La jurisprudence concernant cette clause de sauvegarde est primordiale concernant son application. Car sans interprétation jurisprudentielle stricte, l'interprétation extensive de cette dernière peut s'avérer dangereuse pour l'Etat.

Deux arrêts du Conseil d'Etat du 28 novembre et 26 décembre 2012 méritent notre attention: CAA Paris 18 juin 2010 n° 09-2203, Sté BNP Paribas et CAA Versailles 4 mai 2010 n° 09-2128, Sté BNP Paribas.

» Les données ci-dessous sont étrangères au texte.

//! 进程内注册中心（开发、测试用）

use std::collections::HashMap;
use std::time::Duration;

use anyhow::{anyhow, bail};
use async_trait::async_trait;
use serde_json::Value;
use tokio::sync::{Mutex, RwLock, mpsc};
use tokio_util::sync::CancellationToken;
use tracing::debug;

use super::{RegistryBackend, Subscription};
use crate::error::InfraResult;
use crate::types::{RegistrationDescriptor, ServiceEntry};

const SUBSCRIPTION_BUFFER: usize = 16;

/// 进程内注册中心
///
/// 通知由调用方通过 [`MemoryBackend::publish`] 显式推送，新订阅者会立即收到
/// 该服务最近一次推送的内容。订阅被取消或接收端被丢弃后不再推送。
#[derive(Default)]
pub struct MemoryBackend {
    registrations: RwLock<HashMap<String, RegistrationDescriptor>>,
    subscribers: Mutex<HashMap<String, Vec<Subscriber>>>,
    last_payloads: RwLock<HashMap<String, Value>>,
    fail_next_register: Mutex<Option<String>>,
    fail_next_subscribe: Mutex<Option<String>>,
    register_delay: Mutex<Option<Duration>>,
}

#[derive(Clone)]
struct Subscriber {
    tx: mpsc::Sender<Value>,
    cancel: CancellationToken,
}

impl Subscriber {
    fn is_live(&self) -> bool {
        !self.tx.is_closed() && !self.cancel.is_cancelled()
    }
}

impl MemoryBackend {
    pub fn new() -> Self {
        Self::default()
    }

    /// 推送一条原始通知给该服务的所有订阅者
    pub async fn publish(&self, service_name: &str, payload: Value) {
        self.last_payloads
            .write()
            .await
            .insert(service_name.to_string(), payload.clone());

        let senders = {
            let mut subscribers = self.subscribers.lock().await;
            let senders = subscribers.entry(service_name.to_string()).or_default();
            senders.retain(Subscriber::is_live);
            senders.clone()
        };

        for subscriber in senders {
            tokio::select! {
                _ = subscriber.cancel.cancelled() => {}
                // 接收端已关闭说明订阅刚被取消
                _ = subscriber.tx.send(payload.clone()) => {}
            }
        }
        debug!(service = service_name, "notification published");
    }

    /// 推送一组条目
    pub async fn publish_entries(&self, service_name: &str, entries: &[ServiceEntry]) {
        let payload = serde_json::to_value(entries).unwrap_or(Value::Null);
        self.publish(service_name, payload).await;
    }

    /// 下一次注册失败
    pub async fn fail_next_register(&self, reason: impl Into<String>) {
        *self.fail_next_register.lock().await = Some(reason.into());
    }

    /// 下一次注册在返回前等待 `delay`
    pub async fn delay_next_register(&self, delay: Duration) {
        *self.register_delay.lock().await = Some(delay);
    }

    /// 下一次订阅失败
    pub async fn fail_next_subscribe(&self, reason: impl Into<String>) {
        *self.fail_next_subscribe.lock().await = Some(reason.into());
    }

    pub async fn registration(&self, service_id: &str) -> Option<RegistrationDescriptor> {
        self.registrations.read().await.get(service_id).cloned()
    }

    pub async fn registration_count(&self) -> usize {
        self.registrations.read().await.len()
    }

    /// 仍在接收通知的订阅数
    pub async fn subscriber_count(&self, service_name: &str) -> usize {
        self.subscribers
            .lock()
            .await
            .get(service_name)
            .map(|senders| senders.iter().filter(|s| s.is_live()).count())
            .unwrap_or(0)
    }
}

#[async_trait]
impl RegistryBackend for MemoryBackend {
    async fn register(&self, descriptor: &RegistrationDescriptor) -> InfraResult<()> {
        let delay = self.register_delay.lock().await.take();
        if let Some(delay) = delay {
            tokio::time::sleep(delay).await;
        }
        if let Some(reason) = self.fail_next_register.lock().await.take() {
            bail!(reason);
        }
        self.registrations
            .write()
            .await
            .insert(descriptor.id.clone(), descriptor.clone());
        Ok(())
    }

    async fn deregister(&self, service_id: &str) -> InfraResult<()> {
        self.registrations
            .write()
            .await
            .remove(service_id)
            .map(|_| ())
            .ok_or_else(|| anyhow!("unknown service id {}", service_id))
    }

    async fn subscribe(&self, service_name: &str) -> InfraResult<Subscription> {
        if service_name.is_empty() {
            bail!("watch specification requires a service name");
        }
        if let Some(reason) = self.fail_next_subscribe.lock().await.take() {
            bail!(reason);
        }

        let (tx, rx) = mpsc::channel(SUBSCRIPTION_BUFFER);
        if let Some(payload) = self.last_payloads.read().await.get(service_name) {
            tx.try_send(payload.clone())?;
        }
        let cancel = CancellationToken::new();
        self.subscribers
            .lock()
            .await
            .entry(service_name.to_string())
            .or_default()
            .push(Subscriber {
                tx,
                cancel: cancel.clone(),
            });

        Ok(Subscription::new(service_name, rx, cancel))
    }
}

#[cfg(test)]
mod tests {
    use super::*;
    use serde_json::json;

    #[tokio::test]
    async fn test_cancelled_subscription_stops_receiving() {
        let backend = MemoryBackend::new();
        let mut subscription = backend.subscribe("user-service").await.unwrap();
        backend.publish("user-service", json!([])).await;
        assert_eq!(subscription.recv().await, Some(json!([])));

        subscription.cancel();
        assert_eq!(backend.subscriber_count("user-service").await, 0);

        // 取消的订阅在下一次推送时被移除，通道随之关闭
        backend.publish("user-service", json!([1])).await;
        assert_eq!(subscription.recv().await, None);
    }

    #[tokio::test]
    async fn test_publish_does_not_block_on_cancelled_subscriber() {
        let backend = MemoryBackend::new();
        let subscription = backend.subscribe("user-service").await.unwrap();
        // 填满缓冲区，之后的 send 会一直等待
        for i in 0..SUBSCRIPTION_BUFFER {
            backend.publish("user-service", json!([i])).await;
        }
        subscription.cancel();
        tokio::time::timeout(
            Duration::from_secs(1),
            backend.publish("user-service", json!([])),
        )
        .await
        .expect("publish blocked on a cancelled subscriber");
    }
}
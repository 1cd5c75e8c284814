use super::BackoffPolicy;
use std::time::Duration;

use crate::config::RegistryConfig;

/// 指数退避策略
#[derive(Debug, Clone, Copy)]
pub struct ExponentialBackoffPolicy {
    base_delay: Duration,
    max_delay: Duration,
}

impl ExponentialBackoffPolicy {
    pub fn new(base_delay: Duration, max_delay: Duration) -> Self {
        Self {
            base_delay,
            max_delay,
        }
    }

    pub fn from_config(config: &RegistryConfig) -> Self {
        Self::new(config.retry_base(), config.retry_max())
    }
}

impl BackoffPolicy for ExponentialBackoffPolicy {
    fn backoff_duration(&self, attempt: usize) -> Duration {
        let base_ms = u64::try_from(self.base_delay.as_millis()).unwrap_or(u64::MAX);
        let delay_ms = base_ms.saturating_mul(1 << attempt.min(10));
        Duration::from_millis(delay_ms).min(self.max_delay)
    }
}

#[cfg(test)]
mod tests {
    use super::*;

    #[test]
    fn test_backoff_doubles_until_cap() {
        let policy =
            ExponentialBackoffPolicy::new(Duration::from_millis(500), Duration::from_secs(3));
        assert_eq!(policy.backoff_duration(0), Duration::from_millis(500));
        assert_eq!(policy.backoff_duration(1), Duration::from_secs(1));
        assert_eq!(policy.backoff_duration(2), Duration::from_secs(2));
        assert_eq!(policy.backoff_duration(3), Duration::from_secs(3));
        assert_eq!(policy.backoff_duration(64), Duration::from_secs(3));
    }

    #[test]
    fn test_huge_base_saturates_at_cap() {
        let policy = ExponentialBackoffPolicy::new(Duration::MAX, Duration::from_secs(20));
        assert_eq!(policy.backoff_duration(0), Duration::from_secs(20));
        assert_eq!(policy.backoff_duration(10), Duration::from_secs(20));

        let policy =
            ExponentialBackoffPolicy::new(Duration::from_millis(u64::MAX / 4), Duration::MAX);
        assert_eq!(policy.backoff_duration(5), Duration::from_millis(u64::MAX));
    }
}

Les juges dans ces arrêts vont se fonder sur l'appréciation de l'activité et de l'impact que cette dernière a sur le marché. C'est cette appréciation qui établira si la clause de sauvegarde a lieu de s'appliquer ou pas. Ainsi dans le cas d'espèce le Conseil d'Etat juge qu'eu égard à la nature de ces activités et aux clients concernés, les opérations de gestion de trésorerie d'un groupe bancaire par une sous-filiale établie à Guernesey ou celles de collecte de fonds de clients particuliers internationaux par une sous-filiale établie aux Bahamas ne sauraient être regardées comme réalisées de façon prépondérante sur le « marché local » au sens de l'article 209 B.

L'analyse des juges est donc fondée sur le caractère réel et concret de l'activité et n'est aucunement fondé sur le critère juridique qui consisterait à se fonder sur le pourcentage de parts détenus dans le capital social.

Le raisonnement à contrario qui découle de l'interprétation du Conseil d'Etat est le suivant: une personne qui a recours à un mécanisme fiscal offshore en localisant ses bénéfices dans un paradis fiscal ne verra pas ses bénéfices "rapatriés" pour être imposés en France si les juges considèrent que l'activité en question n'est pas prépondérante et n'influe pas sur le marché local.

Il faut nuancer tout de même les prérogatives que le Conseil d'Etat reconnait à l'administration fiscale par le biais de cet article, en effet, un arrêt du Conseil d'Etat du 21 novembre 2011 n° 325214, 9e et 10e s.-s., min. c/ Société industrielle et financière de l'Artois (Sifa)1, dans cet arrêt il s'agissait d'une société « Plantations des Terres Rouges » (PTR) qui avait son siège social au Vanuatu, en plus de son activité d'exploitation, la société Plantation des Terres Rouges est une société holding, qui détient des participations à hauteur de près de 100 % dans plusieurs sociétés ayant leur siège aux îles Caïman, au Luxembourg, au Panama et à Hong Kong. Elle a parmi ses actionnaires deux sociétés françaises, qui ont été imposées sur leur quote-part dans les bénéfices de la société PTR en application de l'article 209 B du CGI.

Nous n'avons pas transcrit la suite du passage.